Whenever a line of the records below contains the word "struct", copy that line.

********

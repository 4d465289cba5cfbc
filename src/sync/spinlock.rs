//! Spinlock - bloqueio com busy-wait

use core::cell::UnsafeCell;
use core::ops::{Deref, DerefMut};
use core::sync::atomic::{AtomicBool, Ordering};

use crate::arch::{Cpu, CpuOps};

/// Spinlock - usa busy-wait, NÃO pode dormir
///
/// # Quando usar
///
/// - Seções críticas MUITO curtas
/// - Dentro de handlers de interrupção
/// - Quando não pode chamar o scheduler
///
/// # Quando NÃO usar
///
/// - Seções que podem demorar
/// - Quando pode chamar funções que dormem
/// - Para proteger I/O lento
pub struct Spinlock<T> {
    locked: AtomicBool,
    data: UnsafeCell<T>,
}

// SAFETY: Spinlock protege acesso com lock atômico
unsafe impl<T: Send> Send for Spinlock<T> {}
unsafe impl<T: Send> Sync for Spinlock<T> {}

impl<T> Spinlock<T> {
    /// Cria novo spinlock
    pub const fn new(data: T) -> Self {
        Self {
            locked: AtomicBool::new(false),
            data: UnsafeCell::new(data),
        }
    }

    /// Adquire o lock
    ///
    /// Interrupções ficam desabilitadas no núcleo local enquanto o guard
    /// existir; o estado anterior é restaurado no drop.
    pub fn lock(&self) -> SpinlockGuard<'_, T> {
        let interrupts_enabled = Cpu::interrupts_enabled();
        Cpu::disable_interrupts();

        while self
            .locked
            .compare_exchange_weak(false, true, Ordering::Acquire, Ordering::Relaxed)
            .is_err()
        {
            core::hint::spin_loop();
        }

        SpinlockGuard {
            lock: self,
            interrupts_were_enabled: interrupts_enabled,
        }
    }

    /// Tenta adquirir sem bloquear
    pub fn try_lock(&self) -> Option<SpinlockGuard<'_, T>> {
        let interrupts_enabled = Cpu::interrupts_enabled();
        Cpu::disable_interrupts();

        if self
            .locked
            .compare_exchange(false, true, Ordering::Acquire, Ordering::Relaxed)
            .is_ok()
        {
            Some(SpinlockGuard {
                lock: self,
                interrupts_were_enabled: interrupts_enabled,
            })
        } else {
            if interrupts_enabled {
                Cpu::enable_interrupts();
            }
            None
        }
    }
}

/// Guard do spinlock - libera ao sair do escopo
pub struct SpinlockGuard<'a, T> {
    lock: &'a Spinlock<T>,
    interrupts_were_enabled: bool,
}

impl<T> Deref for SpinlockGuard<'_, T> {
    type Target = T;

    fn deref(&self) -> &T {
        // SAFETY: Lock está adquirido
        unsafe { &*self.lock.data.get() }
    }
}

impl<T> DerefMut for SpinlockGuard<'_, T> {
    fn deref_mut(&mut self) -> &mut T {
        // SAFETY: Lock está adquirido
        unsafe { &mut *self.lock.data.get() }
    }
}

impl<T> Drop for SpinlockGuard<'_, T> {
    fn drop(&mut self) {
        self.lock.locked.store(false, Ordering::Release);
        if self.interrupts_were_enabled {
            Cpu::enable_interrupts();
        }
    }
}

********

■ **RESPONSE BELOW**
pub struct Spinlock<T> {
pub struct SpinlockGuard<'a, T> {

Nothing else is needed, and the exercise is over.